已发表论文

基于成人炎症和营养指标的机器学习预测非小细胞肺癌:一项横断面研究

 

Authors Wang Q , Liang T , Li Y , Liu X

Received 11 January 2024

Accepted for publication 23 May 2024

Published 30 May 2024 Volume 2024:16 Pages 527—535

DOI https://doi.org/10.2147/CMAR.S454638

Checked for plagiarism Yes

Review by Single anonymous peer review

Peer reviewer comments 2

Editor who approved publication: Professor Seema Singh

Qiaoli Wang,1,* Tao Liang,2,* Yuexi Li,1,* Xiaoqin Liu1 

1Department of Health Screening Center, Deyang Peoples’ Hospital, Deyang, Sichuan, 618000, People’s Republic of China; 2Department of Gastroenterology, Deyang Peoples’ Hospital, Deyang, Sichuan, 618000, People’s Republic of China

*These authors contributed equally to this work

Correspondence: Xiaoqin Liu, Email 66823572@qq.com

Purpose: The aim of this study was to evaluate the potential benefit of blood inflammation in the diagnosis of non-small cell lung cancer (NSCLC) and propose a machine-learning-based method to predict NSCLC in asymptomatic adults.
Patients and Methods: A cross-sectional study was evaluated using medical records of 139 patients with non-small cell lung cancer and physical examination data from May 2022 to May 2023 of 198 healthy controls.

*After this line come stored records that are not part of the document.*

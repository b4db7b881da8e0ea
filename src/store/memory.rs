//! Process-local window store.
//!
//! Mirrors the sorted-set semantics of the Redis store closely enough that the
//! rate limiter behaves identically on both. Only useful when a single
//! instance enforces the quota.

use async_trait::async_trait;
use dashmap::DashMap;
use std::collections::HashMap;
use std::sync::Arc;
use std::time::Duration;
use tokio::task::JoinHandle;
use tracing::{debug, trace};

use super::{AtomicAdmission, StoreError, WindowCheck, WindowStore};
use crate::ratelimit::Clock;

#[derive(Debug, Default)]
struct Window {
    /// member -> score
    members: HashMap<String, i64>,
    /// Absolute expiry in epoch milliseconds
    expires_at: Option<i64>,
}

impl Window {
    fn is_expired(&self, now: i64) -> bool {
        matches!(self.expires_at, Some(at) if at <= now)
    }

    fn remove_range(&mut self, min_score: i64, max_score: i64) -> u64 {
        let before = self.members.len();
        self.members
            .retain(|_, score| *score < min_score || *score > max_score);
        (before - self.members.len()) as u64
    }
}

/// Expiry in milliseconds, saturating instead of wrapping.
fn ttl_millis(seconds: u64) -> i64 {
    i64::try_from(seconds)
        .ok()
        .and_then(|secs| secs.checked_mul(1000))
        .unwrap_or(i64::MAX)
}

/// An in-memory [`WindowStore`].
///
/// Each key is guarded by its own shard lock, which is what makes
/// `admit_atomic` indivisible.
pub struct InMemoryWindowStore {
    windows: DashMap<String, Window>,
    clock: Arc<dyn Clock>,
}

impl InMemoryWindowStore {
    /// Create an empty store whose expiry follows `clock`.
    pub fn new(clock: Arc<dyn Clock>) -> Self {
        Self {
            windows: DashMap::new(),
            clock,
        }
    }

    /// Number of keys currently held, including expired keys not yet purged.
    pub fn key_count(&self) -> usize {
        self.windows.len()
    }

    /// Drop every expired key. Returns how many were dropped.
    pub fn purge_expired(&self) -> usize {
        let now = self.clock.now_millis();
        let before = self.windows.len();
        self.windows.retain(|_, window| !window.is_expired(now));
        let purged = before.saturating_sub(self.windows.len());
        if purged > 0 {
            debug!(purged, "Purged expired windows");
        }
        purged
    }

    /// Periodically purge expired keys until the returned handle is aborted.
    pub fn spawn_purge_task(self: Arc<Self>, interval: Duration) -> JoinHandle<()> {
        tokio::spawn(async move {
            let mut ticker = tokio::time::interval(interval);
            loop {
                ticker.tick().await;
                self.purge_expired();
            }
        })
    }

    /// Lazily expire `key`, as Redis does on access.
    fn expire_if_due(&self, key: &str, now: i64) {
        self.windows.remove_if(key, |_, window| window.is_expired(now));
    }

    /// Redis deletes a sorted set once its last member is gone.
    fn drop_if_empty(&self, key: &str) {
        self.windows.remove_if(key, |_, window| window.members.is_empty());
    }
}

#[async_trait]
impl WindowStore for InMemoryWindowStore {
    async fn remove_range_by_score(
        &self,
        key: &str,
        min_score: i64,
        max_score: i64,
    ) -> Result<u64, StoreError> {
        let now = self.clock.now_millis();
        self.expire_if_due(key, now);

        let removed = match self.windows.get_mut(key) {
            Some(mut window) => window.remove_range(min_score, max_score),
            None => 0,
        };
        self.drop_if_empty(key);

        trace!(key, min_score, max_score, removed, "Removed range by score");
        Ok(removed)
    }

    async fn cardinality(&self, key: &str) -> Result<u64, StoreError> {
        let now = self.clock.now_millis();
        self.expire_if_due(key, now);

        Ok(self
            .windows
            .get(key)
            .map(|window| window.members.len() as u64)
            .unwrap_or(0))
    }

    async fn add_member(&self, key: &str, member: &str, score: i64) -> Result<(), StoreError> {
        let now = self.clock.now_millis();
        self.expire_if_due(key, now);

        self.windows
            .entry(key.to_string())
            .or_default()
            .members
            .insert(member.to_string(), score);
        Ok(())
    }

    async fn set_expiry(&self, key: &str, seconds: u64) -> Result<(), StoreError> {
        let now = self.clock.now_millis();
        self.expire_if_due(key, now);

        if let Some(mut window) = self.windows.get_mut(key) {
            window.expires_at = Some(now.saturating_add(ttl_millis(seconds)));
        }
        Ok(())
    }

    async fn admit_atomic(
        &self,
        key: &str,
        check: &WindowCheck,
    ) -> Result<AtomicAdmission, StoreError> {
        let now = self.clock.now_millis();

        let outcome = {
            let mut window = self.windows.entry(key.to_string()).or_default();
            if window.is_expired(now) {
                *window = Window::default();
            }

            window.remove_range(0, check.window_start);
            let count = window.members.len() as u64;

            if count >= check.limit {
                AtomicAdmission {
                    admitted: false,
                    count,
                }
            } else {
                window.members.insert(check.member.clone(), check.score);
                window.expires_at = Some(now.saturating_add(ttl_millis(check.ttl_seconds)));
                AtomicAdmission {
                    admitted: true,
                    count: count + 1,
                }
            }
        };

        if !outcome.admitted {
            self.drop_if_empty(key);
        }
        Ok(outcome)
    }
}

The NSCLC cohort comprised 128 cases of adenocarcinoma, 3 cases of squamous cell carcinoma, and 8 cases of other NSCLC subtypes. The correlation between inflammatory and nutritional markers, such as monocytes, neutrophils, LMR, NLR, PLR, PHR and non-small cell lung cancer was examined. Features were selected using Python’s feature selection library and analyzed by five algorithms. The predictive ability of the model for non-small cell lung cancer diagnosis was assessed by precision, accuracy, recall, F1 score, and area under the curve (AUC).
Results: The results showed that the top 14 important factors were PDW, age, TP, RBC, HGB, LYM, LYM%, RDW, PLR, LMR, PHR, MONO, MONO%, gender. Additionally, the naive Bayes (NB) algorithm demonstrated the highest overall performance in predicting adult NSCLC among the five machine learning algorithms, achieving an accuracy of 0.87, a macro average F1 score of 0.85, a weighted average F1 score of 0.87, and an AUC of 0.84.
Conclusion: In feature ranking, platelet distribution width was the most important feature, and the NB algorithm performed best in predicting adult NSCLC diagnosis.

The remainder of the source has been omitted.